◆ Your objective ◆
Go through the data and copy each line where the word "Little" shows up.

[Data items]
----

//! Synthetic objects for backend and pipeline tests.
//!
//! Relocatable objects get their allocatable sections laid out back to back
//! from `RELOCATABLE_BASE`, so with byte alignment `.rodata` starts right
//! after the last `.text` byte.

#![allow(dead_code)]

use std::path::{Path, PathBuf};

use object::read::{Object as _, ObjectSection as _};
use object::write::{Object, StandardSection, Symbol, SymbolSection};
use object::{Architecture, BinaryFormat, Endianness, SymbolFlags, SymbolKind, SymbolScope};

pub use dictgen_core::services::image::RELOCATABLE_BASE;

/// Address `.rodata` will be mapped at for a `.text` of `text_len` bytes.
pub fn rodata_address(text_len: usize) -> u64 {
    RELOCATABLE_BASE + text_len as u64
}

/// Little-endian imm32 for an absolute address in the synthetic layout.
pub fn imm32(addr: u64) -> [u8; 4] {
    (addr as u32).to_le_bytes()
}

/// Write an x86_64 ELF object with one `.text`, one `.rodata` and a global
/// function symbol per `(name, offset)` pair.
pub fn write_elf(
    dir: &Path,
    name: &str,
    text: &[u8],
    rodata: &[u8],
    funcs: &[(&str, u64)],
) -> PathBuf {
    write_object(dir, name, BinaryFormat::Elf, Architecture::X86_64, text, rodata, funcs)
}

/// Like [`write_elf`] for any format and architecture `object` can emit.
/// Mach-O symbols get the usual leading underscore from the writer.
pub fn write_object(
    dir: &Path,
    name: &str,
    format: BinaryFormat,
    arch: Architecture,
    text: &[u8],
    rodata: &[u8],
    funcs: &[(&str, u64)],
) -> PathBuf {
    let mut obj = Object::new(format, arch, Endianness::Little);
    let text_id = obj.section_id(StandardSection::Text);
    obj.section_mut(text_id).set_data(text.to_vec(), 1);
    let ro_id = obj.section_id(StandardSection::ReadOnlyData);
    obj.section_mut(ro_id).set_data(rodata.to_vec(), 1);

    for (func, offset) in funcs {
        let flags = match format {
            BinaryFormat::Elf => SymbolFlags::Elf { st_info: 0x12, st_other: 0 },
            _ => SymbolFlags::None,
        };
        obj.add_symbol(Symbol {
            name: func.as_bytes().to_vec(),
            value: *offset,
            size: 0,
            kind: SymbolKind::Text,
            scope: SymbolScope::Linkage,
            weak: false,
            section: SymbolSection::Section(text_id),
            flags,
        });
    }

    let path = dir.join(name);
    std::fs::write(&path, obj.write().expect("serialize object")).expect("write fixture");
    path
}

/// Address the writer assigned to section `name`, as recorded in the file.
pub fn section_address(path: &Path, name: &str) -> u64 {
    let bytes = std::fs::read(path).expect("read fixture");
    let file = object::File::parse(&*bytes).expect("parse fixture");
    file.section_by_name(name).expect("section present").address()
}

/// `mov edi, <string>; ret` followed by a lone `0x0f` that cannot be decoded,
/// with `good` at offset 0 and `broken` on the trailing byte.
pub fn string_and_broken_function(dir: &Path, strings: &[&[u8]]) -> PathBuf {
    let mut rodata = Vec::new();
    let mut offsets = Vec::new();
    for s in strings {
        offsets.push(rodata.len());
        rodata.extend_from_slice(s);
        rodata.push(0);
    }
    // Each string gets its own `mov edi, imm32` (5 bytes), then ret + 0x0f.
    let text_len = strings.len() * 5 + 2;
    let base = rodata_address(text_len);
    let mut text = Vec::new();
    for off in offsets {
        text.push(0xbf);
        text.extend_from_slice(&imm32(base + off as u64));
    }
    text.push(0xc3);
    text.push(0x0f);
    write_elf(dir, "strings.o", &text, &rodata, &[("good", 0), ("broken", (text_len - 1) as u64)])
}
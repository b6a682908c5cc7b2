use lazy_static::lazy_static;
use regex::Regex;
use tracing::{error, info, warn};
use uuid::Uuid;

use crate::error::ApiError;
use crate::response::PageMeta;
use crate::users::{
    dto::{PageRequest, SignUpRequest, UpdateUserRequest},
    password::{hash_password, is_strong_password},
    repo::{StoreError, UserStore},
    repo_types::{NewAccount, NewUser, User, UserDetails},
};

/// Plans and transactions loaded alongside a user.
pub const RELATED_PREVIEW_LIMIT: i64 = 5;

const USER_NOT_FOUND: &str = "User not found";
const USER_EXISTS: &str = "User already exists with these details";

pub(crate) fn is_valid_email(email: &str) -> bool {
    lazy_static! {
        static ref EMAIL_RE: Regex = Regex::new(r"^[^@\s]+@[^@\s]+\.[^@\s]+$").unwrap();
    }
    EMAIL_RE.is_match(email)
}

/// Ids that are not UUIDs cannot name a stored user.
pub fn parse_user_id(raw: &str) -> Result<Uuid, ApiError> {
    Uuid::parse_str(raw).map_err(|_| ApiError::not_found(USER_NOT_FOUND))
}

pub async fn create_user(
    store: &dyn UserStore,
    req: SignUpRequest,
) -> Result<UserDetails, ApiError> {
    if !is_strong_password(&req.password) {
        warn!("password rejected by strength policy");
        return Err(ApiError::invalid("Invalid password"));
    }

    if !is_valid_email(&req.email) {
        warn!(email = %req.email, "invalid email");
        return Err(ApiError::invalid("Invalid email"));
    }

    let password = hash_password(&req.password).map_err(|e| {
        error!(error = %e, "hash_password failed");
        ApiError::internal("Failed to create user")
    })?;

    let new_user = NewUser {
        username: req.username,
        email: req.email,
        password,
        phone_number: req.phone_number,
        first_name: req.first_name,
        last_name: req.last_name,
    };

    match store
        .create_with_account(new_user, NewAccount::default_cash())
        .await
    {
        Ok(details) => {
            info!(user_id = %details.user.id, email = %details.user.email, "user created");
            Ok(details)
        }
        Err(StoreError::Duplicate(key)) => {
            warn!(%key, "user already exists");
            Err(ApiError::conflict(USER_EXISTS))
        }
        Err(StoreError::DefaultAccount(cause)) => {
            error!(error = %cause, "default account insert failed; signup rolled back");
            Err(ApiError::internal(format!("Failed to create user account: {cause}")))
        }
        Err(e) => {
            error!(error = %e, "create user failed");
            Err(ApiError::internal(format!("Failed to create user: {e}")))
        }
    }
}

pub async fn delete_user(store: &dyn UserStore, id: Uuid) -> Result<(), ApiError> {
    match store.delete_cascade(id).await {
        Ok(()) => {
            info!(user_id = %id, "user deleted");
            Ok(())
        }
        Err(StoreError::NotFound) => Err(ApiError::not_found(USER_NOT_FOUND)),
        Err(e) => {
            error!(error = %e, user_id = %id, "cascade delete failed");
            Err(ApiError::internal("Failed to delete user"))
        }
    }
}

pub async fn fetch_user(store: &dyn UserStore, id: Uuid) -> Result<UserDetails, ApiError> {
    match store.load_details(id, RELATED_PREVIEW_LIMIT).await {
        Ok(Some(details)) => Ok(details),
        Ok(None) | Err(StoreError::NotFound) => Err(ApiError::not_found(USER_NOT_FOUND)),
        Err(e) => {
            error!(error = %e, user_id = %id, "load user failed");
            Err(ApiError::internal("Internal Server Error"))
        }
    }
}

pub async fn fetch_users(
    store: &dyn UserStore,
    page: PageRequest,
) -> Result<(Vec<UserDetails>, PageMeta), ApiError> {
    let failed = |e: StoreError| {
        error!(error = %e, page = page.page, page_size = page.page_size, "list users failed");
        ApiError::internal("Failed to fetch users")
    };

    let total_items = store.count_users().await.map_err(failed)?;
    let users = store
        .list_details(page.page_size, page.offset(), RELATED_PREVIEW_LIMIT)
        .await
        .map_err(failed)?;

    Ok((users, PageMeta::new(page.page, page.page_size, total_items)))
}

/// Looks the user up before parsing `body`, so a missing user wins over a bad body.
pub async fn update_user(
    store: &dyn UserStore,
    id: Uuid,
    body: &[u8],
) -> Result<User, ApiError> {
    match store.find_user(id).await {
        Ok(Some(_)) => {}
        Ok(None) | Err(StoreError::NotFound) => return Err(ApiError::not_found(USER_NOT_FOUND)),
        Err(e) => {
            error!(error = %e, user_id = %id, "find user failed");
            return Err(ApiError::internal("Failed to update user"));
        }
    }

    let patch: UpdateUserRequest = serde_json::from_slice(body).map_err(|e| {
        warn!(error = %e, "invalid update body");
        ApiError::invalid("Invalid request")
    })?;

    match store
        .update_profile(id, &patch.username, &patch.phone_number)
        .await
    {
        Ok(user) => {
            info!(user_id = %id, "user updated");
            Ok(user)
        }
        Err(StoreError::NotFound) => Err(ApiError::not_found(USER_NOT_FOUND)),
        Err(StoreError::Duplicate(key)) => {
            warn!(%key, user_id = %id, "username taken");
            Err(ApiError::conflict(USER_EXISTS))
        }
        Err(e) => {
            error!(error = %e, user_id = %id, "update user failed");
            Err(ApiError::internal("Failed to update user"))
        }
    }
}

----

◆ Response ◆
/// Little-endian imm32 for an absolute address in the synthetic layout.
    let mut obj = Object::new(format, arch, Endianness::Little);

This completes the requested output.